Afterwards, we walked back over to the clinic and then headed to the bus to go finally have lunch. To my surprise, I found out that we were going to eat at the “smart center” of the village. I felt as if I were in some building back at home because of how modern it was. Here, we ate lunch at around 4 p.m., which included fresh mulberries picked from one of our patient’s yard. I loved how much respect we were being given in each town we traveled to. It made me feel whole and complete in that everywhere I ventured, I was being thanked and rewarded for a job well done.

My second day in Lori, which was the fifth day of my mission, would be the busiest day of the week. We headed for Vahagni village and had one oncologist, two OB/GYNs, including my mother, and a couple of nurses in the group that day. I helped Monique for about five hours straight. I took blood and urine samples of patients, measured their height and weight and checked blood sugars and hemoglobin A1c levels. There were no computers or online systems to document the patients’ names and health information so I wrote them all by hand in English and again in Armenian. Everyone would keep piling in the room where I was working, so it was very difficult to keep track of everyone’s names and information. It was a lot of work for just one person, but in the end, I knew that it was going to be worthwhile.
That day, I saw 45 patients, one after another. Our medical team walked across the road from the village clinic and went to visit a patient’s home. They indulged us with homemade desserts and coffee. There was never a single we visited where our group was not treated with endless amounts of admiration and honor.

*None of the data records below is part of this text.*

//! Image codec boundary.
//!
//! The engine never decodes pixels itself. It asks an [`ImageCodec`] whether
//! a buffer still decodes and at what size, and (in tests and degradation
//! tooling) to re-encode an image.
//!
//! Two implementations ship with the crate:
//!
//! - [`ImageCrateCodec`] (feature `image-codec`): full decode through the
//!   `image` crate.
//! - [`StructuralCodec`]: reads dimensions from container headers only. Used
//!   when full decode verification is disabled, and in builds without the
//!   `image` crate.

use thiserror::Error;

use crate::format::{
    identify, jpeg_segments, png_chunks, read_u16_be, read_u32_be, webp_canvas, ImageFormat,
};

#[derive(Error, Debug, Clone, PartialEq, Eq)]
pub enum CodecError {
    #[error("Unsupported codec operation: {0}")]
    Unsupported(String),

    #[error("Decode failed: {0}")]
    Decode(String),

    #[error("Encode failed: {0}")]
    Encode(String),
}

/// Result of decoding a buffer.
#[derive(Debug, Clone, Copy, Default, PartialEq, Eq)]
pub struct DecodeReport {
    pub valid: bool,
    pub width: u32,
    pub height: u32,
}

impl DecodeReport {
    pub fn valid(width: u32, height: u32) -> Self {
        Self {
            valid: true,
            width,
            height,
        }
    }

    pub fn invalid() -> Self {
        Self::default()
    }

    /// Same validity and dimensions.
    pub fn same_image(&self, other: &Self) -> bool {
        self.valid && other.valid && self.width == other.width && self.height == other.height
    }
}

/// A descriptive metadata field a codec may know how to write natively.
#[derive(Debug, Clone, Copy, PartialEq, Eq)]
pub enum DescriptiveField {
    Title,
    Creator,
    Description,
}

/// Image decode/encode capability supplied to the engine.
pub trait ImageCodec: Send + Sync {
    /// Decode `bytes` far enough to report validity and dimensions.
    fn decode(&self, bytes: &[u8]) -> DecodeReport;

    /// Write a descriptive field using the codec's own metadata support.
    fn write_descriptive_field(
        &self,
        _bytes: &[u8],
        field: DescriptiveField,
        _value: &str,
    ) -> Result<Vec<u8>, CodecError> {
        Err(CodecError::Unsupported(format!(
            "writing {field:?} is not supported by this codec"
        )))
    }

    /// Decode and re-encode `bytes` as `format`. `quality` (1-100) applies to
    /// lossy formats.
    fn reencode(&self, bytes: &[u8], format: ImageFormat, quality: u8)
        -> Result<Vec<u8>, CodecError>;
}

/// Header-only codec: validity means the container structure names a
/// non-zero canvas.
#[derive(Debug, Clone, Copy, Default)]
pub struct StructuralCodec;

impl StructuralCodec {
    fn dimensions(bytes: &[u8]) -> Option<(u32, u32)> {
        match identify(bytes) {
            ImageFormat::Jpeg => jpeg_segments(bytes)
                .find(|s| is_start_of_frame(s.marker) && !s.truncated)
                .and_then(|s| {
                    let height = read_u16_be(s.payload, 1)?;
                    let width = read_u16_be(s.payload, 3)?;
                    Some((u32::from(width), u32::from(height)))
                }),
            ImageFormat::Png => png_chunks(bytes)
                .next()
                .filter(|c| c.is(b"IHDR") && c.crc.is_some())
                .and_then(|c| Some((read_u32_be(c.data, 0)?, read_u32_be(c.data, 4)?))),
            ImageFormat::WebP => webp_canvas(bytes).map(|c| (c.width, c.height)),
            ImageFormat::Unknown => None,
        }
    }
}

fn is_start_of_frame(marker: u8) -> bool {
    matches!(marker, 0xC0..=0xC3 | 0xC5..=0xC7 | 0xC9..=0xCB | 0xCD..=0xCF)
}

impl ImageCodec for StructuralCodec {
    fn decode(&self, bytes: &[u8]) -> DecodeReport {
        match Self::dimensions(bytes) {
            Some((width, height)) if width > 0 && height > 0 => DecodeReport::valid(width, height),
            _ => DecodeReport::invalid(),
        }
    }

    fn reencode(&self, _bytes: &[u8], format: ImageFormat, _quality: u8) -> Result<Vec<u8>, CodecError> {
        Err(CodecError::Unsupported(format!(
            "header-only codec cannot re-encode to {format}"
        )))
    }
}

#[cfg(feature = "image-codec")]
pub use self::image_codec::ImageCrateCodec;

#[cfg(feature = "image-codec")]
mod image_codec {
    use std::io::Cursor;

    use image::codecs::jpeg::JpegEncoder;
    use image::codecs::png::PngEncoder;
    use image::codecs::webp::WebPEncoder;
    use image::DynamicImage;
    use tracing::debug;

    use super::{CodecError, DecodeReport, ImageCodec};
    use crate::format::{identify, ImageFormat};

    /// Codec backed by the `image` crate. Decoding is a full pixel decode.
    #[derive(Debug, Clone, Copy, Default)]
    pub struct ImageCrateCodec;

    fn image_format(format: ImageFormat) -> Option<image::ImageFormat> {
        match format {
            ImageFormat::Jpeg => Some(image::ImageFormat::Jpeg),
            ImageFormat::Png => Some(image::ImageFormat::Png),
            ImageFormat::WebP => Some(image::ImageFormat::WebP),
            ImageFormat::Unknown => None,
        }
    }

    impl ImageCrateCodec {
        fn load(bytes: &[u8]) -> Result<DynamicImage, CodecError> {
            let format = identify(bytes);
            let image_format = image_format(format)
                .ok_or_else(|| CodecError::Decode("unrecognized container".into()))?;
            image::load_from_memory_with_format(bytes, image_format)
                .map_err(|e| CodecError::Decode(e.to_string()))
        }
    }

    impl ImageCodec for ImageCrateCodec {
        fn decode(&self, bytes: &[u8]) -> DecodeReport {
            match Self::load(bytes) {
                Ok(image) => DecodeReport::valid(image.width(), image.height()),
                Err(e) => {
                    debug!(error = %e, "Image failed to decode");
                    DecodeReport::invalid()
                }
            }
        }

        fn reencode(
            &self,
            bytes: &[u8],
            format: ImageFormat,
            quality: u8,
        ) -> Result<Vec<u8>, CodecError> {
            let image = Self::load(bytes)?;
            let mut buffer = Cursor::new(Vec::new());

            let written = match format {
                ImageFormat::Jpeg => {
                    let encoder =
                        JpegEncoder::new_with_quality(&mut buffer, quality.clamp(1, 100));
                    DynamicImage::ImageRgb8(image.to_rgb8()).write_with_encoder(encoder)
                }
                ImageFormat::Png => image.write_with_encoder(PngEncoder::new(&mut buffer)),
                ImageFormat::WebP => {
                    // Lossless only; `quality` does not apply
                    let encoder = WebPEncoder::new_lossless(&mut buffer);
                    if image.color().has_alpha() {
                        DynamicImage::ImageRgba8(image.to_rgba8()).write_with_encoder(encoder)
                    } else {
                        DynamicImage::ImageRgb8(image.to_rgb8()).write_with_encoder(encoder)
                    }
                }
                ImageFormat::Unknown => {
                    return Err(CodecError::Unsupported(
                        "cannot encode an unknown format".into(),
                    ))
                }
            };
            written.map_err(|e| CodecError::Encode(e.to_string()))?;
            Ok(buffer.into_inner())
        }
    }
}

Soon after our trip came to an end, my father finally came back safe and sound from Karabakh. My family and I concluded our weeklong mission of improving lives and benefitting the health of as many as we could.

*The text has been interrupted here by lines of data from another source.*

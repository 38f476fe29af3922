//! Example demonstrating embed/extract tracing instrumentation.
//!
//! Run with: cargo run -p credlink-core --example embed_tracing

use std::io::Cursor;

use credlink_core::{Embedder, Extractor, ImageCodec, ImageCrateCodec, ImageFormat};
use image::{ImageBuffer, Rgb, RgbImage};
use tracing_subscriber::{fmt, EnvFilter};

fn main() {
    // Initialize tracing subscriber with debug level
    fmt()
        .with_env_filter(EnvFilter::new("credlink_core=debug,info"))
        .with_target(true)
        .with_thread_ids(false)
        .with_file(false)
        .with_line_number(false)
        .init();

    println!("=== CredLink Embed Tracing Demo ===\n");

    let img: RgbImage = ImageBuffer::from_fn(320, 240, |x, y| {
        Rgb([(x % 256) as u8, (y % 256) as u8, ((x + y) % 256) as u8])
    });
    let mut buffer = Cursor::new(Vec::new());
    if let Err(e) = img.write_to(&mut buffer, image::ImageFormat::Jpeg) {
        eprintln!("Failed to encode sample image: {}", e);
        return;
    }
    let original = buffer.into_inner();

    let embedder = Embedder::from_env();
    let manifest = embedder
        .config()
        .manifest_builder(&original)
        .with_title("Tracing demo")
        .with_creator("CredLink")
        .build();
    match manifest.to_json() {
        Ok(json) => println!("Manifest:\n{}\n", json),
        Err(e) => eprintln!("Failed to render manifest: {}", e),
    }

    println!("Embedding into {} byte JPEG...\n", original.len());
    let outcome = embedder.embed(&original, &manifest, "https://proofs.example.com/demo");
    println!("\nStatus: {:?}", outcome.status);
    println!("   Written: {:?}", outcome.channels_written);
    println!("   Size:    {} -> {} bytes", original.len(), outcome.bytes.len());

    let extractor = Extractor::from_env();

    println!("\nExtracting from the embedded file...\n");
    let result = extractor.extract(&outcome.bytes);
    println!("\nRecovered {:?} from {} (confidence {})", result.proof_uri, result.source, result.confidence);

    println!("\nRe-encoding at quality 20 and extracting again...\n");
    match ImageCrateCodec.reencode(&outcome.bytes, ImageFormat::Jpeg, 20) {
        Ok(degraded) => {
            let result = extractor.extract(&degraded);
            println!("\nRecovered {:?} from {} (confidence {})", result.proof_uri, result.source, result.confidence);
        }
        Err(e) => {
            println!("\nRe-encode failed: {}", e);
        }
    }
}
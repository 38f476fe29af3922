//! Shared image fixtures for the integration tests.

#![allow(dead_code)]

use std::io::Cursor;

use chrono::{TimeZone, Utc};
use credlink_core::{Manifest, ManifestBuilder};
use image::codecs::jpeg::JpegEncoder;
use image::codecs::webp::WebPEncoder;
use image::{DynamicImage, ImageBuffer, Rgb, RgbImage};

pub const PROOF_URI: &str = "https://proofs.example.com/abc123";

/// Image with pixel-level noise, so encoders cannot shrink it much and the
/// embedded metadata stays small next to the pixel data.
pub fn noisy_image(width: u32, height: u32) -> RgbImage {
    ImageBuffer::from_fn(width, height, |x, y| {
        let v = x.wrapping_mul(2_654_435_761) ^ y.wrapping_mul(40_503) ^ (x * y);
        Rgb([(v >> 3) as u8, (v >> 11) as u8, (v >> 19) as u8])
    })
}

/// Smooth gradient with a checker pattern, for perceptual hashing.
pub fn pattern_image(width: u32, height: u32) -> RgbImage {
    ImageBuffer::from_fn(width, height, |x, y| {
        let r = ((x as f32 / width as f32) * 255.0) as u8;
        let g = ((y as f32 / height as f32) * 255.0) as u8;
        let b = (((x + y) as f32 / (width + height) as f32) * 200.0) as u8;
        let pattern = if (x / 20 + y / 20) % 2 == 0 { 30 } else { 0 };
        Rgb([r.saturating_add(pattern), g, b])
    })
}

pub fn jpeg(image: &RgbImage, quality: u8) -> Vec<u8> {
    let mut buffer = Cursor::new(Vec::new());
    let encoder = JpegEncoder::new_with_quality(&mut buffer, quality);
    image.write_with_encoder(encoder).expect("JPEG encoding failed");
    buffer.into_inner()
}

pub fn png(image: &RgbImage) -> Vec<u8> {
    let mut buffer = Cursor::new(Vec::new());
    image
        .write_to(&mut buffer, image::ImageFormat::Png)
        .expect("PNG encoding failed");
    buffer.into_inner()
}

pub fn webp(image: &RgbImage) -> Vec<u8> {
    let mut buffer = Cursor::new(Vec::new());
    DynamicImage::ImageRgb8(image.clone())
        .write_with_encoder(WebPEncoder::new_lossless(&mut buffer))
        .expect("WebP encoding failed");
    buffer.into_inner()
}

/// Manifest with a fixed timestamp, so encoded sizes are stable.
pub fn manifest_for(image: &[u8]) -> Manifest {
    ManifestBuilder::new(image)
        .with_title("Recovery Test")
        .with_creator("Test")
        .with_created_at(Utc.with_ymd_and_hms(2024, 1, 15, 12, 0, 0).unwrap())
        .build()
}

/// Copy of a JPEG without the marker segments matched by `remove`.
pub fn strip_jpeg_segments(bytes: &[u8], remove: impl Fn(u8, &[u8]) -> bool) -> Vec<u8> {
    let mut segments = credlink_core::format::jpeg_segments(bytes);
    let mut out = bytes[..2].to_vec();
    for segment in segments.by_ref() {
        if !remove(segment.marker, segment.payload) {
            out.extend_from_slice(&bytes[segment.offset..segment.end()]);
        }
    }
    out.extend_from_slice(&bytes[segments.position()..]);
    out
}

/// Copy of a JPEG with one extra marker segment right after SOI.
pub fn with_leading_segment(jpeg: &[u8], marker: u8, payload: &[u8]) -> Vec<u8> {
    let mut out = jpeg[..2].to_vec();
    out.extend_from_slice(&[0xFF, marker]);
    out.extend_from_slice(&((payload.len() + 2) as u16).to_be_bytes());
    out.extend_from_slice(payload);
    out.extend_from_slice(&jpeg[2..]);
    out
}

/// `Exif\0\0` block as a camera writes it: IFD0 with Make only.
pub fn camera_exif() -> Vec<u8> {
    let mut exif = b"Exif\0\0II*\0".to_vec();
    exif.extend_from_slice(&8u32.to_le_bytes());
    exif.extend_from_slice(&1u16.to_le_bytes());
    exif.extend_from_slice(&0x010Fu16.to_le_bytes());
    exif.extend_from_slice(&2u16.to_le_bytes());
    exif.extend_from_slice(&10u32.to_le_bytes());
    exif.extend_from_slice(&26u32.to_le_bytes());
    exif.extend_from_slice(&0u32.to_le_bytes());
    exif.extend_from_slice(b"CameraCo\0\0");
    exif
}
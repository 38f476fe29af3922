//! Container format identification and bounded region iteration.
//!
//! Both the embedder and the extractor walk container structure through the
//! iterators in this module. Every in-container length field (JPEG segment
//! length, PNG chunk length, RIFF chunk size) is passed through [`clamp_len`]
//! before it is used to slice or skip, so a lying length can shorten a region
//! but never push a read past the end of the buffer.

mod jpeg;
mod png;
mod riff;

pub use jpeg::{jpeg_segments, marker, JpegSegment, JpegSegments};
pub use png::{png_chunks, png_crc32, PngChunk, PngChunks, PNG_SIGNATURE};
pub use riff::{riff_chunks, webp_canvas, RiffChunk, RiffChunks, WebpCanvas};

use serde::{Deserialize, Serialize};

/// Image container formats known to the engine.
#[derive(Debug, Clone, Copy, PartialEq, Eq, Hash, Serialize, Deserialize)]
#[serde(rename_all = "lowercase")]
pub enum ImageFormat {
    Jpeg,
    Png,
    WebP,
    /// Anything else, including empty and non-image buffers.
    Unknown,
}

impl std::fmt::Display for ImageFormat {
    fn fmt(&self, f: &mut std::fmt::Formatter<'_>) -> std::fmt::Result {
        match self {
            Self::Jpeg => write!(f, "JPEG"),
            Self::Png => write!(f, "PNG"),
            Self::WebP => write!(f, "WebP"),
            Self::Unknown => write!(f, "unknown"),
        }
    }
}

/// Identify the container format from its leading magic bytes.
pub fn identify(bytes: &[u8]) -> ImageFormat {
    if bytes.len() >= 2 && bytes[0] == 0xFF && bytes[1] == 0xD8 {
        ImageFormat::Jpeg
    } else if bytes.starts_with(&PNG_SIGNATURE) {
        ImageFormat::Png
    } else if bytes.len() >= 12 && &bytes[0..4] == b"RIFF" && &bytes[8..12] == b"WEBP" {
        ImageFormat::WebP
    } else {
        ImageFormat::Unknown
    }
}

/// Clamp a declared region length to the bytes actually remaining.
#[inline]
pub fn clamp_len(declared: usize, remaining: usize) -> usize {
    declared.min(remaining)
}

/// Read a big-endian u16 at `offset`, if in bounds.
#[inline]
pub(crate) fn read_u16_be(bytes: &[u8], offset: usize) -> Option<u16> {
    let b = bytes.get(offset..offset.checked_add(2)?)?;
    Some(u16::from_be_bytes([b[0], b[1]]))
}

/// Read a big-endian u32 at `offset`, if in bounds.
#[inline]
pub(crate) fn read_u32_be(bytes: &[u8], offset: usize) -> Option<u32> {
    let b = bytes.get(offset..offset.checked_add(4)?)?;
    Some(u32::from_be_bytes([b[0], b[1], b[2], b[3]]))
}

/// Read a little-endian u32 at `offset`, if in bounds.
#[inline]
pub(crate) fn read_u32_le(bytes: &[u8], offset: usize) -> Option<u32> {
    let b = bytes.get(offset..offset.checked_add(4)?)?;
    Some(u32::from_le_bytes([b[0], b[1], b[2], b[3]]))
}

/// Find the first occurrence of `needle` in `haystack` at or after `from`.
pub(crate) fn find_bytes(haystack: &[u8], needle: &[u8], from: usize) -> Option<usize> {
    if needle.is_empty() || from >= haystack.len() {
        return None;
    }
    haystack[from..]
        .windows(needle.len())
        .position(|w| w == needle)
        .map(|p| p + from)
}
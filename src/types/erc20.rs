use alloy::sol;

sol! {
    #[sol(rpc)]
    #[derive(Debug)]
    interface IERC20 {
        function allowance(address owner, address spender) external view returns (uint256);
        function approve(address spender, uint256 amount) external returns (bool);
        function decimals() external view returns (uint8);
        function symbol() external view returns (string);
    }
}
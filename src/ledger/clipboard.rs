use super::Clipboard;
use base64::{Engine, engine::general_purpose::STANDARD};
use std::io::Write;

/// Copies text through the terminal using the OSC 52 escape sequence.
#[derive(Debug, Default, Clone, Copy)]
pub struct Osc52Clipboard;

impl Osc52Clipboard {
    /// The escape sequence that copies `text`.
    pub fn sequence(text: &str) -> String {
        format!("\x1b]52;c;{}\x07", STANDARD.encode(text))
    }
}

impl Clipboard for Osc52Clipboard {
    fn write_text(&self, text: &str) -> eyre::Result<()> {
        let mut stdout = std::io::stdout().lock();
        stdout.write_all(Self::sequence(text).as_bytes())?;
        stdout.flush()?;
        Ok(())
    }
}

“Sophia was the motivating force behind the whole trip, including Carla and I providing medical care in Armenia,” said Sophia’s father, Greg. “She essentially told us, quite passionately, that we were going to be doing this.”

I did something for my Armenian homeland, and it made me feel proud. I did something that my heart told me to do and I had fulfilled a quest. I also became even more thankful to the Hovnanian School that I attended for 12 years from early learning through eighth grade for making me fluent in our language, instilling a spirit to help others and teaching me the true nature of the word community.

As an American-Armenian, I left feeling worthy and accomplished for supporting that strong-standing country. I look forward to a return trip. The smiles on every villager’s face were brighter than imagined – an image that will stay with me for the rest of my life and one that I would not trade for the world."
 

Sophia Simonian, 15, attends the Saddle River Day School in Saddle River, NJ. Her father, Greg Simonian, is the executive vice chairman of the Heart and Vascular Hospital at Hackensack-Meridian Health and the assistant dean of Admissions of the Seton Hall Hackensack-Meridian Health School of Medicine. Her mother, Carla Simonian, is the faculty director of OB/GYN at Hackensack- Meridian Health.